The sky was a mass of dark and grey feathered clouds. A strong wind rolled rapidly over the crude greens and browns of the Sietter Hills. Tashka and Vadya rode over the brow of a hill, the wind whipping their cloaks against their faces and tearing at Tashka's blue cap and Vadya's brown hair. In the dull metallic light, they saw the weather-stained grey and fawn tents of Sixth H'las set out on a flat area of ground near a stream.

"Should we move the camp more that way?" Tashka said immediately. "That stream might flood."

Vadya, who had been smiling fondly at the sight of the familiar old tents, studied the terrain more carefully and nodded an agreement.

Behind them, Tenth Sietter were moving to make camp at a sufficient distance from Sixth H'las. There was still uneasiness between the H'las army and the two Sietter troops who had so far declared formally that they would side with Clair, Arianna and Tashka rather than Lord Pava. Vadya, Tashka and Dar had all been agreed that for Tenth Sietter and Sixth H'las to make camp together would lead to trouble.

There were arms waving from among the tents and the troop's banner-bearer was running to set up Vadya's banner. As they galloped into the camp, Petra was there to take Vadya's reins, Flava to take Tashka's. Tashka swung off Jewel and took Flava's arm in a warm firm shake then went on to take Hanya's arm.

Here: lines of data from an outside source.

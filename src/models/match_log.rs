use chrono::NaiveDateTime;
use serde::{Deserialize, Serialize};
use uuid::Uuid;

use super::enums::{MatchType, Source};

/// Structured payload on every audit entry. For merges it additionally
/// records both sides; `changed_fields` makes an empty-diff replay visible.
#[derive(Debug, Clone, Default, Serialize, Deserialize)]
pub struct MatchDetails {
    pub is_mobile_match: bool,
    pub has_document: bool,
    #[serde(skip_serializing_if = "Option::is_none")]
    pub winner_canonical_id: Option<Uuid>,
    #[serde(skip_serializing_if = "Option::is_none")]
    pub loser_canonical_id: Option<Uuid>,
    #[serde(default, skip_serializing_if = "Vec::is_empty")]
    pub changed_fields: Vec<String>,
}

/// One append-only audit record of a matching decision.
#[derive(Debug, Clone, Serialize, Deserialize)]
pub struct MatchLogEntry {
    pub entry_id: i64,
    pub his_number: String,
    pub source: Source,
    pub timestamp: NaiveDateTime,
    pub match_type: MatchType,
    pub doc_number: Option<i64>,
    pub created_new_canonical: bool,
    pub mobile_prereg_canonical_id: Option<Uuid>,
    pub resulting_canonical_id: Option<Uuid>,
    pub details: MatchDetails,
}

/// Audit entry before it is assigned an id and timestamp.
#[derive(Debug, Clone)]
pub struct NewMatchLogEntry {
    pub his_number: String,
    pub source: Source,
    pub match_type: MatchType,
    pub doc_number: Option<i64>,
    pub created_new_canonical: bool,
    pub mobile_prereg_canonical_id: Option<Uuid>,
    pub resulting_canonical_id: Option<Uuid>,
    pub details: MatchDetails,
}
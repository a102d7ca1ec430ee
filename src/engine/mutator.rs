//! Mutator — applies a matching decision to the canonical store.
//!
//! Every public entry point here runs inside the caller's transaction; the
//! orchestrator commits or rolls back as a whole. Overwrite policy:
//! fill-if-empty on adoption and merge carryover, unconditional overwrite on
//! a source's own regular update.

use chrono::NaiveDateTime;
use rusqlite::Connection;
use uuid::Uuid;

use super::rules::Decision;
use super::{EngineError, ReconcileEvent};
use crate::db::repository;
use crate::db::DatabaseError;
use crate::models::{
    CanonicalPatient, MatchDetails, MatchType, NewMatchLogEntry, RawPatient, Source, SourceSlot,
};

/// What the mutator did, for the orchestrator's result and counters.
#[derive(Debug, Clone)]
pub struct Applied {
    pub match_type: MatchType,
    pub canonical_id: Uuid,
    pub created_new_canonical: bool,
    pub changed_fields: Vec<String>,
}

pub fn apply(
    conn: &Connection,
    event: &ReconcileEvent,
    decision: &Decision,
    now: NaiveDateTime,
) -> Result<Applied, EngineError> {
    let raw = event.raw();
    match decision {
        Decision::Create { match_type } => create(conn, raw, *match_type, None, now),
        Decision::UseExisting { canonical_id, match_type } => match match_type {
            MatchType::MobileAppNew => create(conn, raw, *match_type, Some(*canonical_id), now),
            MatchType::RegularUpdate => regular_update(conn, raw, *canonical_id, now),
            _ => adopt_existing(conn, raw, *canonical_id, *match_type, now),
        },
        Decision::Merge { winner, loser } => merge(conn, raw, *winner, *loser, now),
        Decision::LockedSkip { canonical_id } => locked_skip(conn, raw, *canonical_id, now),
    }
}

/// CREATE and MOBILE_APP_NEW: insert a canonical seeded from the raw record.
/// A reserved id means the canonical materializes a mobile pre-registration.
fn create(
    conn: &Connection,
    raw: &RawPatient,
    match_type: MatchType,
    reserved_id: Option<Uuid>,
    now: NaiveDateTime,
) -> Result<Applied, EngineError> {
    let canonical_id = reserved_id.unwrap_or_else(Uuid::new_v4);
    let mut canonical = CanonicalPatient::new(canonical_id, raw.source, now);
    *canonical.slot_mut(raw.source) = slot_from_raw(raw);
    canonical.last_name = raw.last_name.clone();
    canonical.first_name = raw.first_name.clone();
    canonical.middle_name = raw.middle_name.clone();
    canonical.birth_date = raw.birth_date;
    canonical.doc_type = raw.doc_type;
    canonical.doc_number = raw.doc_number;
    canonical.registered_via_mobile = reserved_id.is_some();

    repository::insert_canonical(conn, &canonical)?;
    repository::stamp_raw(conn, raw.raw_id, &canonical_id, now)?;
    append_log(
        conn,
        raw,
        match_type,
        true,
        reserved_id,
        Some(canonical_id),
        MatchDetails {
            is_mobile_match: reserved_id.is_some(),
            has_document: raw.document().is_some(),
            ..MatchDetails::default()
        },
        now,
    )?;

    tracing::info!(
        canonical_id = %canonical_id,
        source = raw.source.as_str(),
        his_number = %raw.his_number,
        match_type = match_type.as_str(),
        "Created canonical patient"
    );

    Ok(Applied {
        match_type,
        canonical_id,
        created_new_canonical: true,
        changed_fields: Vec::new(),
    })
}

/// Insertion-path adoption (UPDATED_EXISTING, MATCHED_DOCUMENT,
/// MOBILE_APP_UPDATE): the raw's slot is authoritative, demographics and
/// document fill only where the canonical is empty.
fn adopt_existing(
    conn: &Connection,
    raw: &RawPatient,
    canonical_id: Uuid,
    match_type: MatchType,
    now: NaiveDateTime,
) -> Result<Applied, EngineError> {
    let mut canonical = load(conn, &canonical_id)?;
    let mut changed = Vec::new();

    set_slot(&mut canonical, raw, &mut changed);
    fill_demographics(
        &mut canonical,
        &raw.last_name,
        &raw.first_name,
        &raw.middle_name,
        &raw.birth_date,
        &mut changed,
    );
    if canonical.document().is_none() {
        if let Some((doc_type, doc_number)) = raw.document() {
            canonical.doc_type = Some(doc_type);
            canonical.doc_number = Some(doc_number);
            changed.push("document".into());
        }
    }

    if !changed.is_empty() {
        canonical.updated_at = now;
    }
    repository::update_canonical(conn, &canonical)?;
    repository::stamp_raw(conn, raw.raw_id, &canonical_id, now)?;

    let is_mobile = match_type == MatchType::MobileAppUpdate;
    append_log(
        conn,
        raw,
        match_type,
        false,
        is_mobile.then_some(canonical_id),
        Some(canonical_id),
        MatchDetails {
            is_mobile_match: is_mobile,
            has_document: raw.document().is_some(),
            changed_fields: changed.clone(),
            ..MatchDetails::default()
        },
        now,
    )?;

    Ok(Applied {
        match_type,
        canonical_id,
        created_new_canonical: false,
        changed_fields: changed,
    })
}

/// REGULAR_UPDATE: the raw record came from the canonical's own source, so
/// it overwrites slot, demographics and document unconditionally. The only
/// overwrite path in the engine.
fn regular_update(
    conn: &Connection,
    raw: &RawPatient,
    canonical_id: Uuid,
    now: NaiveDateTime,
) -> Result<Applied, EngineError> {
    let mut canonical = load(conn, &canonical_id)?;
    let mut changed = Vec::new();

    set_slot(&mut canonical, raw, &mut changed);
    overwrite_field(&mut canonical.last_name, &raw.last_name, "last_name", &mut changed);
    overwrite_field(&mut canonical.first_name, &raw.first_name, "first_name", &mut changed);
    overwrite_field(&mut canonical.middle_name, &raw.middle_name, "middle_name", &mut changed);
    overwrite_field(&mut canonical.birth_date, &raw.birth_date, "birth_date", &mut changed);
    if (canonical.doc_type, canonical.doc_number) != (raw.doc_type, raw.doc_number) {
        canonical.doc_type = raw.doc_type;
        canonical.doc_number = raw.doc_number;
        changed.push("document".into());
    }

    // An empty diff must leave the canonical untouched — replay idempotence
    // is observable through updated_at.
    if !changed.is_empty() {
        canonical.updated_at = now;
        repository::update_canonical(conn, &canonical)?;
    }
    repository::stamp_raw(conn, raw.raw_id, &canonical_id, now)?;

    append_log(
        conn,
        raw,
        MatchType::RegularUpdate,
        false,
        None,
        Some(canonical_id),
        MatchDetails {
            is_mobile_match: false,
            has_document: raw.document().is_some(),
            changed_fields: changed.clone(),
            ..MatchDetails::default()
        },
        now,
    )?;

    Ok(Applied {
        match_type: MatchType::RegularUpdate,
        canonical_id,
        created_new_canonical: false,
        changed_fields: changed,
    })
}

/// MERGED_ON_UPDATE: fold the loser into the winner, redirect every
/// registered referrer, delete the loser, stamp the triggering raw last.
fn merge(
    conn: &Connection,
    raw: &RawPatient,
    winner_id: Uuid,
    loser_id: Uuid,
    now: NaiveDateTime,
) -> Result<Applied, EngineError> {
    let mut winner = load(conn, &winner_id)?;
    let loser = load(conn, &loser_id)?;
    let mut changed = Vec::new();

    // The triggering raw is authoritative for its own source slot.
    set_slot(&mut winner, raw, &mut changed);

    // Carry the loser's remaining slots over where the winner has none.
    for source in Source::ALL {
        if source == raw.source {
            continue;
        }
        if winner.slot(source).is_empty() && !loser.slot(source).is_empty() {
            *winner.slot_mut(source) = loser.slot(source).clone();
            changed.push(format!("slot_{}", source.as_str()));
        }
    }

    fill_demographics(
        &mut winner,
        &loser.last_name,
        &loser.first_name,
        &loser.middle_name,
        &loser.birth_date,
        &mut changed,
    );
    if winner.document().is_none() {
        let carried = raw.document().or_else(|| loser.document());
        if let Some((doc_type, doc_number)) = carried {
            winner.doc_type = Some(doc_type);
            winner.doc_number = Some(doc_number);
            changed.push("document".into());
        }
    }
    if loser.registered_via_mobile && !winner.registered_via_mobile {
        winner.registered_via_mobile = true;
        changed.push("registered_via_mobile".into());
    }
    winner.updated_at = now;

    // Referrers first, loser second, winner third: the loser's row must be
    // gone before its unique slot and document values land on the winner.
    let redirected = repository::rewrite_canonical_references(conn, &loser_id, &winner_id)?;
    repository::delete_canonical(conn, &loser_id)?;
    repository::update_canonical(conn, &winner)?;
    repository::stamp_raw(conn, raw.raw_id, &winner_id, now)?;

    append_log(
        conn,
        raw,
        MatchType::MergedOnUpdate,
        false,
        None,
        Some(winner_id),
        MatchDetails {
            is_mobile_match: false,
            has_document: raw.document().is_some(),
            winner_canonical_id: Some(winner_id),
            loser_canonical_id: Some(loser_id),
            changed_fields: changed.clone(),
        },
        now,
    )?;

    tracing::info!(
        winner = %winner_id,
        loser = %loser_id,
        redirected,
        "Merged canonical patients"
    );

    Ok(Applied {
        match_type: MatchType::MergedOnUpdate,
        canonical_id: winner_id,
        created_new_canonical: false,
        changed_fields: changed,
    })
}

/// LOCKED_SKIP: record that the engine saw this raw state and nothing else.
fn locked_skip(
    conn: &Connection,
    raw: &RawPatient,
    canonical_id: Uuid,
    now: NaiveDateTime,
) -> Result<Applied, EngineError> {
    repository::stamp_processed(conn, raw.raw_id, now)?;
    append_log(
        conn,
        raw,
        MatchType::LockedSkip,
        false,
        None,
        Some(canonical_id),
        MatchDetails {
            is_mobile_match: false,
            has_document: raw.document().is_some(),
            ..MatchDetails::default()
        },
        now,
    )?;

    Ok(Applied {
        match_type: MatchType::LockedSkip,
        canonical_id,
        created_new_canonical: false,
        changed_fields: Vec::new(),
    })
}

/// Operator-initiated merge with an explicit winner. Same fold as the
/// automatic path, but with no triggering raw every slot carries over
/// fill-if-empty.
pub(crate) fn merge_manual(
    conn: &Connection,
    winner_id: Uuid,
    loser_id: Uuid,
    now: NaiveDateTime,
) -> Result<Applied, EngineError> {
    let mut winner = load(conn, &winner_id)?;
    let loser = load(conn, &loser_id)?;
    let mut changed = Vec::new();

    for source in Source::ALL {
        if winner.slot(source).is_empty() && !loser.slot(source).is_empty() {
            *winner.slot_mut(source) = loser.slot(source).clone();
            changed.push(format!("slot_{}", source.as_str()));
        }
    }
    fill_demographics(
        &mut winner,
        &loser.last_name,
        &loser.first_name,
        &loser.middle_name,
        &loser.birth_date,
        &mut changed,
    );
    if winner.document().is_none() {
        if let Some((doc_type, doc_number)) = loser.document() {
            winner.doc_type = Some(doc_type);
            winner.doc_number = Some(doc_number);
            changed.push("document".into());
        }
    }
    if loser.registered_via_mobile && !winner.registered_via_mobile {
        winner.registered_via_mobile = true;
        changed.push("registered_via_mobile".into());
    }
    winner.updated_at = now;

    let redirected = repository::rewrite_canonical_references(conn, &loser_id, &winner_id)?;
    repository::delete_canonical(conn, &loser_id)?;
    repository::update_canonical(conn, &winner)?;

    repository::append_match_log(
        conn,
        &NewMatchLogEntry {
            his_number: format!("merge:{loser_id}->{winner_id}"),
            source: winner.primary_source,
            match_type: MatchType::ManualMerge,
            doc_number: winner.doc_number,
            created_new_canonical: false,
            mobile_prereg_canonical_id: None,
            resulting_canonical_id: Some(winner_id),
            details: MatchDetails {
                is_mobile_match: false,
                has_document: winner.document().is_some(),
                winner_canonical_id: Some(winner_id),
                loser_canonical_id: Some(loser_id),
                changed_fields: changed.clone(),
            },
        },
        now,
    )?;

    tracing::info!(winner = %winner_id, loser = %loser_id, redirected, "Manually merged canonical patients");

    Ok(Applied {
        match_type: MatchType::ManualMerge,
        canonical_id: winner_id,
        created_new_canonical: false,
        changed_fields: changed,
    })
}

// ── helpers ─────────────────────────────────────────────────

fn load(conn: &Connection, id: &Uuid) -> Result<CanonicalPatient, EngineError> {
    repository::get_canonical(conn, id)?.ok_or_else(|| {
        EngineError::Storage(DatabaseError::NotFound {
            entity_type: "CanonicalPatient".into(),
            id: id.to_string(),
        })
    })
}

fn slot_from_raw(raw: &RawPatient) -> SourceSlot {
    SourceSlot {
        his_number: Some(raw.his_number.clone()),
        email: raw.email.clone(),
        phone: raw.phone.clone(),
        his_password: raw.his_password.clone(),
        login_email: raw.login_email.clone(),
    }
}

fn set_slot(canonical: &mut CanonicalPatient, raw: &RawPatient, changed: &mut Vec<String>) {
    let slot = slot_from_raw(raw);
    if *canonical.slot(raw.source) != slot {
        *canonical.slot_mut(raw.source) = slot;
        changed.push(format!("slot_{}", raw.source.as_str()));
    }
}

fn fill_demographics(
    canonical: &mut CanonicalPatient,
    last_name: &Option<String>,
    first_name: &Option<String>,
    middle_name: &Option<String>,
    birth_date: &Option<chrono::NaiveDate>,
    changed: &mut Vec<String>,
) {
    fill_field(&mut canonical.last_name, last_name, "last_name", changed);
    fill_field(&mut canonical.first_name, first_name, "first_name", changed);
    fill_field(&mut canonical.middle_name, middle_name, "middle_name", changed);
    fill_field(&mut canonical.birth_date, birth_date, "birth_date", changed);
}

fn fill_field<T: Clone + PartialEq>(
    dst: &mut Option<T>,
    src: &Option<T>,
    name: &str,
    changed: &mut Vec<String>,
) {
    if dst.is_none() && src.is_some() {
        *dst = src.clone();
        changed.push(name.into());
    }
}

fn overwrite_field<T: Clone + PartialEq>(
    dst: &mut Option<T>,
    src: &Option<T>,
    name: &str,
    changed: &mut Vec<String>,
) {
    if dst != src {
        *dst = src.clone();
        changed.push(name.into());
    }
}

#[allow(clippy::too_many_arguments)]
fn append_log(
    conn: &Connection,
    raw: &RawPatient,
    match_type: MatchType,
    created_new_canonical: bool,
    mobile_prereg_canonical_id: Option<Uuid>,
    resulting_canonical_id: Option<Uuid>,
    details: MatchDetails,
    now: NaiveDateTime,
) -> Result<(), EngineError> {
    repository::append_match_log(
        conn,
        &NewMatchLogEntry {
            his_number: raw.his_number.clone(),
            source: raw.source,
            match_type,
            doc_number: raw.doc_number,
            created_new_canonical,
            mobile_prereg_canonical_id,
            resulting_canonical_id,
            details,
        },
        now,
    )?;
    Ok(())
}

Hanya clasped her arm tightly and said: "W-what troop was that behind you?"

Tashka grinned into his face. "That is Tenth Sietter, you butterfly-wits," she said affectionately. "Can you not see Vaie's banner? I should have thought you would recognise his insignia by now!"

Hanya stared up the hillside to where the soldiers were wheeling into place with Dar's red and gold banner unfurling in the wind above them. He took a quick step in the direction of the Sietter troop then looked back at Tashka.

Tashka laughed. "Wait a bit," she said. "Let Dar arrange the dispositions of his troop. He will come to look for you, he told me so only six times while we were riding here!"

Hanya looked away up the stream, smiling and wriggling his shoulders and blushing. Tashka gave the puzzled Flava a wink and made a kissing pout, to indicate that yes it was a love affair. Flava laughed, handing Jewel's reins back to Tashka and going to give his fellow Lieutenant an affectionate buffet on the shoulder.

"We've enough to do ourselves," he said to Hanya, "with two Units each to move higher up the hillside away from the stream. I told Captain Araine how it would be as soon as the Captain arrived! but he would have it that if we camped nearer the stream it would be easier to water the horses."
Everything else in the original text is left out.